Design Of IPSec-based VPN Gateway And It's Application In E-Government System

With the development of E-Government, more and more confidential and extremely valuable information is transferred public on the Internet. The loss caused by the attack to the Internet is heavier. Therefore, the requirement to the security of Internet is pressing. Seeking for a complete network solution has become an important factor in system integration service for every network enterprise.Virtual Private Network(VPN) is a constructing network technology which,in order to obtain the security level of private networks,transfer private datagram on public network by encapsulation and encryption of network data. Key of the VPN is the security of communication, and security protocol to computer network is the core technology which supplies the communication security.
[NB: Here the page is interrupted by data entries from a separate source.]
// src/pool/mod.rs

//! Qubit address management for oracle construction.
//!
//! Allocation is stack-like: registers are released in the reverse order they
//! were handed out, and a qubit belongs to at most one live register.

use crate::core::{QubitId, Register, RevqError};
use tracing::debug;

/// Hands out zero-initialized qubit addresses from a fixed budget.
///
/// The pool only tracks ownership. Whether a qubit is actually back at |0⟩
/// when released is a property of the gate stream and is checked by
/// [`RevVm`](crate::vm::RevVm) allocation debugging.
#[derive(Debug, Clone)]
pub struct QubitPool {
    capacity: usize,
    busy: Vec<bool>,
    /// Live registers, most recent last.
    stack: Vec<Register>,
}

impl QubitPool {
    pub fn new(capacity: usize) -> Self {
        Self {
            capacity,
            busy: vec![false; capacity],
            stack: Vec::new(),
        }
    }

    pub fn capacity(&self) -> usize {
        self.capacity
    }

    /// Number of qubits currently owned by a live register.
    pub fn allocated_count(&self) -> usize {
        self.busy.iter().filter(|b| **b).count()
    }

    pub fn is_allocated(&self, qubit: QubitId) -> bool {
        self.busy.get(qubit.index()).copied().unwrap_or(false)
    }

    /// Live registers in allocation order.
    pub fn live_registers(&self) -> &[Register] {
        &self.stack
    }

    /// Takes the `count` lowest free addresses as a new register.
    ///
    /// # Errors
    /// * `InvalidArgument` if `count` is zero.
    /// * `Resource` if fewer than `count` qubits are free.
    pub fn allocate(&mut self, name: &str, count: usize) -> Result<Register, RevqError> {
        if count == 0 {
            return Err(RevqError::invalid_argument(format!(
                "register '{}' must hold at least one qubit",
                name
            )));
        }
        let free: Vec<usize> = self
            .busy
            .iter()
            .enumerate()
            .filter(|(_, busy)| !**busy)
            .map(|(i, _)| i)
            .take(count)
            .collect();
        if free.len() < count {
            return Err(RevqError::resource(format!(
                "cannot allocate {} qubits for '{}': {} of {} in use",
                count,
                name,
                self.allocated_count(),
                self.capacity
            )));
        }
        for i in &free {
            self.busy[*i] = true;
        }
        let register = Register::new(name, free.into_iter().map(|i| QubitId(i as u32)).collect());
        debug!(register = %register, live = self.stack.len() + 1, "allocate");
        self.stack.push(register.clone());
        Ok(register)
    }

    /// Re-takes exactly the addresses of `register`.
    ///
    /// Used when a mirrored segment re-allocates a register it released
    /// earlier; the replayed gates refer to the original addresses.
    pub fn reclaim(&mut self, register: &Register) -> Result<(), RevqError> {
        for q in register.iter() {
            if q.index() >= self.capacity {
                return Err(RevqError::resource(format!(
                    "cannot reclaim {}: beyond pool capacity {}",
                    q, self.capacity
                )));
            }
            if self.busy[q.index()] {
                return Err(RevqError::resource(format!(
                    "cannot reclaim '{}': {} is in use",
                    register.name(),
                    q
                )));
            }
        }
        for q in register.iter() {
            self.busy[q.index()] = true;
        }
        debug!(register = %register, live = self.stack.len() + 1, "reclaim");
        self.stack.push(register.clone());
        Ok(())
    }

    /// Returns `register` to the pool.
    ///
    /// # Errors
    /// `Resource` if the register is not live, or if it is live but not the
    /// most recent allocation.
    pub fn release(&mut self, register: &Register) -> Result<(), RevqError> {
        match self.stack.iter().rposition(|r| r == register) {
            None => Err(RevqError::resource(format!(
                "release of '{}' which is not allocated",
                register.name()
            ))),
            Some(pos) if pos + 1 != self.stack.len() => Err(RevqError::resource(format!(
                "out-of-order release of '{}': '{}' was allocated after it",
                register.name(),
                self.stack[self.stack.len() - 1].name()
            ))),
            Some(_) => {
                self.stack.pop();
                for q in register.iter() {
                    self.busy[q.index()] = false;
                }
                debug!(register = %register, live = self.stack.len(), "release");
                Ok(())
            }
        }
    }
}

#[cfg(test)]
mod tests {
    use super::*;

    #[test]
    fn allocates_lowest_free_addresses() -> Result<(), RevqError> {
        let mut pool = QubitPool::new(8);
        let x = pool.allocate("x", 3)?;
        let y = pool.allocate("y", 1)?;
        assert_eq!(x.qubits(), &[QubitId(0), QubitId(1), QubitId(2)]);
        assert_eq!(y.qubits(), &[QubitId(3)]);
        assert_eq!(pool.allocated_count(), 4);
        pool.release(&y)?;
        let z = pool.allocate("z", 2)?;
        assert_eq!(z.qubits(), &[QubitId(3), QubitId(4)]);
        Ok(())
    }

    #[test]
    fn zero_count_is_invalid() {
        let mut pool = QubitPool::new(4);
        assert!(matches!(pool.allocate("empty", 0), Err(RevqError::InvalidArgument { .. })));
    }

    #[test]
    fn exhaustion_is_resource_error() -> Result<(), RevqError> {
        let mut pool = QubitPool::new(3);
        pool.allocate("a", 2)?;
        assert!(matches!(pool.allocate("b", 2), Err(RevqError::Resource { .. })));
        Ok(())
    }

    #[test]
    fn release_must_be_lifo() -> Result<(), RevqError> {
        let mut pool = QubitPool::new(4);
        let a = pool.allocate("a", 1)?;
        let b = pool.allocate("b", 1)?;
        assert!(matches!(pool.release(&a), Err(RevqError::Resource { .. })));
        pool.release(&b)?;
        pool.release(&a)?;
        assert!(matches!(pool.release(&a), Err(RevqError::Resource { .. })));
        assert_eq!(pool.allocated_count(), 0);
        Ok(())
    }

    #[test]
    fn reclaim_takes_exact_addresses() -> Result<(), RevqError> {
        let mut pool = QubitPool::new(4);
        let a = pool.allocate("a", 2)?;
        pool.release(&a)?;
        pool.allocate("filler", 1)?;
        assert!(matches!(pool.reclaim(&a), Err(RevqError::Resource { .. })));

        let mut fresh = QubitPool::new(4);
        fresh.reclaim(&a)?;
        assert!(fresh.is_allocated(QubitId(0)) && fresh.is_allocated(QubitId(1)));
        assert_eq!(fresh.live_registers(), std::slice::from_ref(&a));
        Ok(())
    }
}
Internet Engineering Task Force(IETF)provided the IP security guarantee for transferring sensitive information in an unprotected network in Nov.,1998. IPSec provides these security services at the IP layer.It protects and authenticates IP packets transferring between IPSec devices. IPSec does the safe handling of high-intensity on the packets in the IP-layer, and provides verification of data source, connectionless data integrity, data confidentiality, anti-replay and other security services.This paper aims at further research on Virtual Private Network(VPN) a popular security technique based on the IP Security Protocol architecture(IPSec) of TCP/IP protocol system. Based on present E-Government, an IPSec-based VPN gateway is designed and implemented.The following research content and achievement are included:1) This paper make a in-depth study on the TCP/IP protocol stack network layer security protocol IPSec, and finally confirms the IPSec mode as the implementation protocol of VPN gateway to satisfy the security demands in the E-Government network.2) This paper put forward an IPSec-based design proposal in connection with IPSec protocol and the environment feature of gateway-to-gateway, including IPSec processing module, key exchange module, NAT module, key security management module. And design high-performance interface function for encryption& disencryption of data packet, providing data structure for implementation of gateway.3) To fulfil the demand of secure, high-performance, stable VPN gateway, this paper choose IXP425 series CPU from Intel, SSX31 as encryption algorithm IC and pose the detail of implementation of embedded proposal.